**EXERCISE DIRECTIONS:**
Write the full listing out again, keeping every line exactly as it is.
** MATERIALS PROVIDED follows **
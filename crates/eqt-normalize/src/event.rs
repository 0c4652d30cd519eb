//! Raw history rows and their normalized form.

use chrono::{DateTime, Utc};
use serde::{Deserialize, Serialize};

use crate::action::ActionPolicy;
use crate::key::EquipmentKey;
use crate::timestamp::parse_timestamp;
use crate::Action;

/// One history row as submitted through the form. All fields are free text
/// and may be empty.
#[derive(Clone, Debug, Default, PartialEq, Eq, Serialize, Deserialize)]
pub struct RawEventRecord {
    /// Caller-assigned id (e.g. `row-12`). Positional `evt-N` when absent.
    pub event_id: Option<String>,
    pub timestamp: String,
    pub equipment_id: String,
    pub action: String,
    pub actor: String,
    pub location: String,
}

impl RawEventRecord {
    pub fn new(
        timestamp: impl Into<String>,
        equipment_id: impl Into<String>,
        action: impl Into<String>,
        actor: impl Into<String>,
        location: impl Into<String>,
    ) -> Self {
        Self {
            event_id: None,
            timestamp: timestamp.into(),
            equipment_id: equipment_id.into(),
            action: action.into(),
            actor: actor.into(),
            location: location.into(),
        }
    }

    pub fn with_event_id(mut self, event_id: impl Into<String>) -> Self {
        self.event_id = Some(event_id.into());
        self
    }
}

/// A typed history event. `equipment_key` is used for all matching;
/// `equipment_id` and `timestamp` keep the original text for display.
#[derive(Clone, Debug, PartialEq, Eq, Serialize)]
pub struct NormalizedEvent {
    pub event_id: String,
    pub timestamp: String,
    pub equipment_id: String,
    pub equipment_key: EquipmentKey,
    pub action: Action,
    /// `false` when the action text matched no rule and the policy fallback
    /// was applied.
    pub action_recognized: bool,
    pub instant: DateTime<Utc>,
    pub actor: String,
    pub location: String,
}

/// Normalize one record. `position` is the 0-based index of the record in
/// its batch and only matters when the record carries no event id.
pub fn normalize_record(
    raw: &RawEventRecord,
    position: usize,
    actions: &ActionPolicy,
) -> NormalizedEvent {
    let event_id = match raw.event_id.as_deref() {
        Some(id) if !id.is_empty() => id.to_string(),
        _ => format!("evt-{}", position + 1),
    };
    let action = actions.classify(&raw.action);

    NormalizedEvent {
        event_id,
        timestamp: raw.timestamp.clone(),
        equipment_id: raw.equipment_id.clone(),
        equipment_key: EquipmentKey::normalize(&raw.equipment_id),
        action: action.action(),
        action_recognized: action.is_recognized(),
        instant: parse_timestamp(&raw.timestamp),
        actor: raw.actor.clone(),
        location: raw.location.clone(),
    }
}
** End of MATERIALS PROVIDED **
**OUTPUT OF THE TASK:**
filename crates/eqt-normalize/src/event.rs
repository 0c4652d30cd519eb
//! Raw history rows and their normalized form.

use chrono::{DateTime, Utc};
use serde::{Deserialize, Serialize};

use crate::action::ActionPolicy;
use crate::key::EquipmentKey;
use crate::timestamp::parse_timestamp;
use crate::Action;

/// One history row as submitted through the form. All fields are free text
/// and may be empty.
#[derive(Clone, Debug, Default, PartialEq, Eq, Serialize, Deserialize)]
pub struct RawEventRecord {
    /// Caller-assigned id (e.g. `row-12`). Positional `evt-N` when absent.
    pub event_id: Option<String>,
    pub timestamp: String,
    pub equipment_id: String,
    pub action: String,
    pub actor: String,
    pub location: String,
}

impl RawEventRecord {
    pub fn new(
        timestamp: impl Into<String>,
        equipment_id: impl Into<String>,
        action: impl Into<String>,
        actor: impl Into<String>,
        location: impl Into<String>,
    ) -> Self {
        Self {
            event_id: None,
            timestamp: timestamp.into(),
            equipment_id: equipment_id.into(),
            action: action.into(),
            actor: actor.into(),
            location: location.into(),
        }
    }

    pub fn with_event_id(mut self, event_id: impl Into<String>) -> Self {
        self.event_id = Some(event_id.into());
        self
    }
}

/// A typed history event. `equipment_key` is used for all matching;
/// `equipment_id` and `timestamp` keep the original text for display.
#[derive(Clone, Debug, PartialEq, Eq, Serialize)]
pub struct NormalizedEvent {
    pub event_id: String,
    pub timestamp: String,
    pub equipment_id: String,
    pub equipment_key: EquipmentKey,
    pub action: Action,
    /// `false` when the action text matched no rule and the policy fallback
    /// was applied.
    pub action_recognized: bool,
    pub instant: DateTime<Utc>,
    pub actor: String,
    pub location: String,
}

/// Normalize one record. `position` is the 0-based index of the record in
/// its batch and only matters when the record carries no event id.
pub fn normalize_record(
    raw: &RawEventRecord,
    position: usize,
    actions: &ActionPolicy,
) -> NormalizedEvent {
    let event_id = match raw.event_id.as_deref() {
        Some(id) if !id.is_empty() => id.to_string(),
        _ => format!("evt-{}", position + 1),
    };
    let action = actions.classify(&raw.action);

    NormalizedEvent {
        event_id,
        timestamp: raw.timestamp.clone(),
        equipment_id: raw.equipment_id.clone(),
        equipment_key: EquipmentKey::normalize(&raw.equipment_id),
        action: action.action(),
        action_recognized: action.is_recognized(),
        instant: parse_timestamp(&raw.timestamp),
        actor: raw.actor.clone(),
        location: raw.location.clone(),
    }
}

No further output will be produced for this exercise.